The woman in this photo is called Moran Samuel. She was doing laundry in her apartment one morning five years ago when she felt an excruciating pain in her spine. She managed to make it to her bed, and telephone for an ambulance.
Two hours later in the hospital, Moran was explaining to her mother that although she couldn’t feel people touching her legs, she knew she could move them. Her mother lifted up the blanket and gently told Moran that no, her legs weren’t moving at all.
Moran was 24 years old, a keen basketball player and student, working towards becoming a therapist for disabled children. And without warning, a stroke in her spinal cord meant she was paralysed from the chest down.

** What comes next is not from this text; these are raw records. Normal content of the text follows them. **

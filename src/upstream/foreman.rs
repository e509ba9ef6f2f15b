use async_trait::async_trait;
use reqwest::header::{ACCEPT, AUTHORIZATION};

use super::{ForemanClient, UpstreamResponse};
use crate::config::Settings;
use crate::error::Result;

/// reqwest-backed identity provider client.
pub struct HttpForemanClient {
    client: reqwest::Client,
    base_url: String,
    token_path: String,
}

impl HttpForemanClient {
    pub fn new(settings: &Settings) -> Result<Self> {
        let client = reqwest::Client::builder().build()?;
        Ok(Self {
            client,
            base_url: settings.foreman_url.trim_end_matches('/').to_string(),
            token_path: settings.registry_token_path.clone(),
        })
    }

    async fn get(
        &self,
        path: &str,
        auth_header: Option<&str>,
        query: &[(&str, &str)],
    ) -> Result<UpstreamResponse> {
        let mut request = self
            .client
            .get(format!("{}{}", self.base_url, path))
            .header(ACCEPT, "application/json")
            .query(query);
        if let Some(header) = auth_header {
            request = request.header(AUTHORIZATION, header);
        }

        let response = request.send().await?;
        let status = response.status().as_u16();
        let date = response
            .headers()
            .get(reqwest::header::DATE)
            .and_then(|v| v.to_str().ok())
            .and_then(|v| chrono::DateTime::parse_from_rfc2822(v).ok())
            .map(|dt| dt.with_timezone(&chrono::Utc));
        let body = response.bytes().await?.to_vec();

        Ok(UpstreamResponse {
            status,
            body,
            location: None,
            link: None,
            date,
        })
    }
}

#[async_trait]
impl ForemanClient for HttpForemanClient {
    async fn fetch_token(
        &self,
        auth_header: Option<&str>,
        account: Option<&str>,
        scope: Option<&str>,
    ) -> Result<UpstreamResponse> {
        let mut query = Vec::new();
        if let Some(account) = account {
            query.push(("account", account));
        }
        if let Some(scope) = scope {
            query.push(("scope", scope));
        }
        self.get(&self.token_path, auth_header, &query).await
    }

    async fn fetch_account_repositories(
        &self,
        auth_header: Option<&str>,
        account: Option<&str>,
    ) -> Result<UpstreamResponse> {
        let mut query = Vec::new();
        if let Some(account) = account {
            query.push(("account", account));
        }
        self.get("/v2/account_repositories", auth_header, &query)
            .await
    }

    async fn fetch_node_repositories(&self, node_uuid: &str) -> Result<UpstreamResponse> {
        self.get("/v2/host_repositories", None, &[("uuid", node_uuid)])
            .await
    }
}
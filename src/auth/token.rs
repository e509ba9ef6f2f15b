use std::sync::Arc;

use chrono::{DateTime, Utc};
use sha2::{Digest, Sha256};

use crate::error::Result;
use crate::store::Store;
use crate::types::Account;

/// Raw token value the identity provider returns when credentials were
/// accepted but the account has no registry access.
pub const UNAUTHORIZED_TOKEN: &str = "unauthorized";

/// Raw token value the identity provider returns for anonymous exchanges.
pub const UNAUTHENTICATED_TOKEN: &str = "unauthenticated";

/// Hex SHA-256 digest of a raw bearer token. Only the digest is ever stored.
pub fn checksum(raw_token: &str) -> String {
    hex::encode(Sha256::digest(raw_token.as_bytes()))
}

/// Issues, validates and sweeps bearer tokens against the store.
#[derive(Clone)]
pub struct TokenService {
    store: Arc<dyn Store>,
}

impl TokenService {
    pub fn new(store: Arc<dyn Store>) -> Self {
        Self { store }
    }

    /// Records a freshly exchanged token for `account`. A token with the
    /// same checksum replaces the prior row. With `clear_expired` the call
    /// also sweeps every expired row.
    pub fn issue(
        &self,
        account: &str,
        raw_token: &str,
        expire_at: DateTime<Utc>,
        clear_expired: bool,
    ) -> Result<()> {
        self.store
            .insert_token(account, &checksum(raw_token), expire_at, clear_expired)
    }

    /// True iff a row with this token's checksum exists and has not expired.
    /// Empty and sentinel tokens never validate.
    pub fn validate(&self, raw_token: &str) -> Result<bool> {
        if raw_token.is_empty()
            || raw_token == UNAUTHORIZED_TOKEN
            || raw_token == UNAUTHENTICATED_TOKEN
        {
            return Ok(false);
        }
        match self.store.token(&checksum(raw_token))? {
            Some(token) => Ok(token.expire_at > Utc::now()),
            None => Ok(false),
        }
    }

    /// The account that owns this token, regardless of expiry. Callers
    /// check [`validate`](Self::validate) first.
    pub fn resolve_account(&self, raw_token: &str) -> Result<Option<Account>> {
        self.store.token_account(&checksum(raw_token))
    }
}
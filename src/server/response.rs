use axum::{
    Json,
    http::{HeaderMap, StatusCode, header},
    response::{IntoResponse, Response},
};
use serde_json::json;

use crate::error::Error;

pub const API_VERSION_HEADER: &str = "Docker-Distribution-API-Version";
pub const API_VERSION: &str = "registry/2.0";

/// Registry protocol error body, per the distribution spec.
fn registry_error(status: StatusCode, code: &str, message: &str) -> Response {
    let body = json!({ "errors": [{ "code": code, "message": message }] });
    (status, Json(body)).into_response()
}

/// 404 NAME_UNKNOWN. Used for unknown and denied repositories alike so a
/// denied caller cannot distinguish the two.
pub fn name_unknown() -> Response {
    registry_error(
        StatusCode::NOT_FOUND,
        "NAME_UNKNOWN",
        "Repository name unknown",
    )
}

/// 404 UNSUPPORTED for every push-side operation.
pub fn unsupported() -> Response {
    registry_error(
        StatusCode::NOT_FOUND,
        "UNSUPPORTED",
        "Pushing content is unsupported",
    )
}

/// The challenge headers a v2 client needs to come back with a token.
pub fn challenge_headers(host: &str) -> HeaderMap {
    let mut headers = HeaderMap::new();
    if let Ok(value) = API_VERSION.parse() {
        headers.insert(API_VERSION_HEADER, value);
    }
    let challenge = format!(
        "Bearer realm=\"https://{host}/v2/token\",service=\"{host}\",scope=\"repository:registry:pull,push\""
    );
    if let Ok(value) = challenge.parse() {
        headers.insert(header::WWW_AUTHENTICATE, value);
    }
    headers
}

/// 401 with the bearer challenge attached.
pub fn unauthorized(host: &str) -> Response {
    (StatusCode::UNAUTHORIZED, challenge_headers(host), "unauthorized").into_response()
}

/// Relays an upstream status and body verbatim.
pub fn relay(upstream: crate::upstream::UpstreamResponse) -> Response {
    let status = StatusCode::from_u16(upstream.status).unwrap_or(StatusCode::BAD_GATEWAY);
    (status, upstream.body).into_response()
}

/// API error for the administrative surface.
pub struct ApiError {
    pub status: StatusCode,
    pub message: String,
}

impl ApiError {
    #[must_use]
    pub fn bad_request(message: impl Into<String>) -> Self {
        Self {
            status: StatusCode::BAD_REQUEST,
            message: message.into(),
        }
    }

    #[must_use]
    pub fn unauthorized(message: impl Into<String>) -> Self {
        Self {
            status: StatusCode::UNAUTHORIZED,
            message: message.into(),
        }
    }

    #[must_use]
    pub fn bad_gateway(message: impl Into<String>) -> Self {
        Self {
            status: StatusCode::BAD_GATEWAY,
            message: message.into(),
        }
    }

    #[must_use]
    pub fn internal(message: impl Into<String>) -> Self {
        Self {
            status: StatusCode::INTERNAL_SERVER_ERROR,
            message: message.into(),
        }
    }
}

impl IntoResponse for ApiError {
    fn into_response(self) -> Response {
        let body = json!({ "data": null, "error": self.message });
        (self.status, Json(body)).into_response()
    }
}

impl From<Error> for ApiError {
    fn from(err: Error) -> Self {
        match err {
            Error::NotFound => Self {
                status: StatusCode::NOT_FOUND,
                message: "Not found".to_string(),
            },
            Error::Unauthorized => Self::unauthorized("Unauthorized"),
            Error::InvalidInput(message) => Self::bad_request(message),
            Error::Conflict(message) => Self::internal(message),
            Error::Upstream { status, message } => Self::bad_gateway(match status {
                Some(status) => format!("Upstream returned {status}: {message}"),
                None => message,
            }),
            _ => Self::internal("Internal server error"),
        }
    }
}
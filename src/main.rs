use std::path::PathBuf;
use std::sync::Arc;

use clap::{Parser, Subcommand};
use tracing::info;
use tracing_subscriber::EnvFilter;

use gangway::auth::{IdentityResolver, TokenService};
use gangway::config::Settings;
use gangway::gateway::Gateway;
use gangway::server::{AppState, create_router};
use gangway::upstream::{ForemanClient, HttpForemanClient, HttpRegistryClient, RegistryClient};

#[derive(Parser)]
#[command(name = "gangway")]
#[command(about = "Container registry authorization gateway", long_about = None)]
struct Cli {
    /// Path to a TOML settings file
    #[arg(long, global = true)]
    config: Option<PathBuf>,

    #[command(subcommand)]
    command: Commands,
}

#[derive(Subcommand)]
enum Commands {
    /// Start the gateway
    Serve {
        /// Host to bind to, overriding the settings file
        #[arg(long)]
        host: Option<String>,

        /// Port to bind to, overriding the settings file
        #[arg(long, short)]
        port: Option<u16>,
    },

    /// Apply pending schema migrations (and the one-shot SQLite handoff
    /// when a Postgres URL is configured), then exit
    Migrate,
}

fn load_settings(path: Option<&PathBuf>) -> anyhow::Result<Settings> {
    Ok(match path {
        Some(path) => Settings::load(path)?,
        None => Settings::default(),
    })
}

#[tokio::main]
async fn main() -> anyhow::Result<()> {
    tracing_subscriber::fmt()
        .with_env_filter(EnvFilter::from_default_env().add_directive("gangway=info".parse()?))
        .init();

    let cli = Cli::parse();
    let mut settings = load_settings(cli.config.as_ref())?;

    match cli.command {
        Commands::Migrate => {
            // store::open migrates and, with Postgres configured, performs
            // the embedded-file handoff.
            gangway::store::open(&settings)?;
            info!("Schema is current");
        }
        Commands::Serve { host, port } => {
            if let Some(host) = host {
                settings.host = host;
            }
            if let Some(port) = port {
                settings.port = port;
            }

            let store = gangway::store::open(&settings)?;
            let tokens = TokenService::new(store.clone());
            let foreman: Arc<dyn ForemanClient> = Arc::new(HttpForemanClient::new(&settings)?);
            let registry: Arc<dyn RegistryClient> = Arc::new(HttpRegistryClient::new(&settings)?);

            let state = Arc::new(AppState {
                gateway: Gateway::new(store.clone()),
                resolver: IdentityResolver::new(tokens.clone(), foreman.clone()),
                tokens,
                store,
                foreman,
                registry,
                client_endpoint: settings.client_endpoint().to_string(),
                admin_key: settings.admin_key.clone(),
            });

            let app = create_router(state);
            let addr = settings.socket_addr()?;

            info!("Starting gateway on {}", addr);

            let listener = tokio::net::TcpListener::bind(addr).await?;
            axum::serve(listener, app).await?;
        }
    }

    Ok(())
}
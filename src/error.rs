use thiserror::Error;

#[derive(Debug, Error)]
pub enum Error {
    #[error("database error: {0}")]
    Sqlite(#[from] rusqlite::Error),

    #[error("database error: {0}")]
    Postgres(#[from] postgres::Error),

    #[error("not found")]
    NotFound,

    #[error("unauthorized")]
    Unauthorized,

    /// Serializable-transaction retry budget exhausted on a bulk replace.
    #[error("conflict: {0}")]
    Conflict(String),

    #[error("invalid input: {0}")]
    InvalidInput(String),

    /// An identity-provider or content-store call failed. Carries the
    /// upstream status when one was received.
    #[error("upstream failure: {message}")]
    Upstream {
        status: Option<u16>,
        message: String,
    },

    #[error("io error: {0}")]
    Io(#[from] std::io::Error),

    #[error("invalid configuration: {0}")]
    Config(String),
}

impl Error {
    pub fn upstream(message: impl Into<String>) -> Self {
        Error::Upstream {
            status: None,
            message: message.into(),
        }
    }

    pub fn upstream_status(status: u16, message: impl Into<String>) -> Self {
        Error::Upstream {
            status: Some(status),
            message: message.into(),
        }
    }
}

impl From<reqwest::Error> for Error {
    fn from(e: reqwest::Error) -> Self {
        Error::Upstream {
            status: e.status().map(|s| s.as_u16()),
            message: e.to_string(),
        }
    }
}

pub type Result<T> = std::result::Result<T, Error>;
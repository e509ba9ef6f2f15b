use std::sync::Arc;
use std::time::Instant;

use axum::extract::Request;
use axum::middleware::{self, Next};
use axum::response::Response;
use axum::{
    Router,
    routing::{get, put},
};

use super::{admin, v1, v2};
use crate::auth::{IdentityResolver, TokenService};
use crate::gateway::Gateway;
use crate::store::Store;
use crate::upstream::{ForemanClient, RegistryClient};

pub struct AppState {
    pub store: Arc<dyn Store>,
    pub gateway: Gateway,
    pub tokens: TokenService,
    pub resolver: IdentityResolver,
    pub foreman: Arc<dyn ForemanClient>,
    pub registry: Arc<dyn RegistryClient>,
    /// Endpoint whose host replaces the upstream's in redirect locations.
    pub client_endpoint: String,
    /// Bearer key for the administrative surface. Unset disables it.
    pub admin_key: Option<String>,
}

async fn log_request(request: Request, next: Next) -> Response {
    let method = request.method().clone();
    let uri = request.uri().clone();
    let start = Instant::now();

    let response = next.run(request).await;

    let latency = start.elapsed();
    let status = response.status();

    tracing::info!(
        "{} {} {} {}ms",
        method,
        uri.path(),
        status.as_u16(),
        latency.as_millis()
    );

    response
}

pub fn create_router(state: Arc<AppState>) -> Router {
    Router::new()
        .route("/index/static", get(v2::static_index))
        .route("/v1/_ping", get(v1::ping))
        .route("/v1/search", get(v1::search))
        .route("/v2", get(v2::ping))
        .route("/v2/", get(v2::ping))
        .route("/v2/token", get(v2::token))
        .route("/v2/_catalog", get(v2::catalog))
        .route(
            "/v2/{*rest}",
            get(v2::proxy)
                .put(v2::push_rejected)
                .post(v2::push_rejected)
                .patch(v2::push_rejected),
        )
        .route("/users", get(admin::list_accounts))
        .route("/repository_list", put(admin::replace_repository_list))
        .route(
            "/user_repository_mapping",
            put(admin::replace_account_mapping),
        )
        .route("/host_repository_mapping", put(admin::replace_node_mapping))
        .route("/update_hosts", put(admin::replace_nodes))
        .route(
            "/update_host_repositories",
            put(admin::replace_node_repositories),
        )
        .layer(middleware::from_fn(log_request))
        .with_state(state)
}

I wanted to quickly share this picture with you because I think Moran is one of the most inspiring women I’ve ever had the privilege of meeting. She told us her story this morning at the Daniel Rowing Centre in Tel Aviv, which I visited as part of a tour being hosted by the Israeli charity Kinetis.
Heading into rehab for three months’ treatment, Moran saw plenty of people who gave in to the temptation to stay in bed. She wasn’t one of them. From the moment she arrived in rehab, she refused all help. She learned painstakingly to dress herself, shower herself, use a wheelchair and then crutches to get around.
Just three days after finishing her stint in rehab, Moran returned to her studies and went on to qualify as a physical therapist working with children with disabilities. She also returned to playing basketball – with the men’s Paralympic team, since there wasn’t an established women’s team in Israel. She represents Israel as a basketball player and is also hoping to represent her country in rowing – a pastime she took up six months ago.
I asked Moran what it is that made her able to take such a terrifying situation and rise above it – to continue to achieve everything she’d wanted to – and more. And here’s what she said:
“What I’ve learned is that perfection is possible. Because perfection is about taking the things that don’t work and the flaws – whether it’s a wheelchair or something else – and realising that’s what makes you beautiful. What you bring to the world isn’t what you look like or what you have – it’s what you give.”
And if that isn’t the most inspiring thing you’ll read today, I don’t know what is.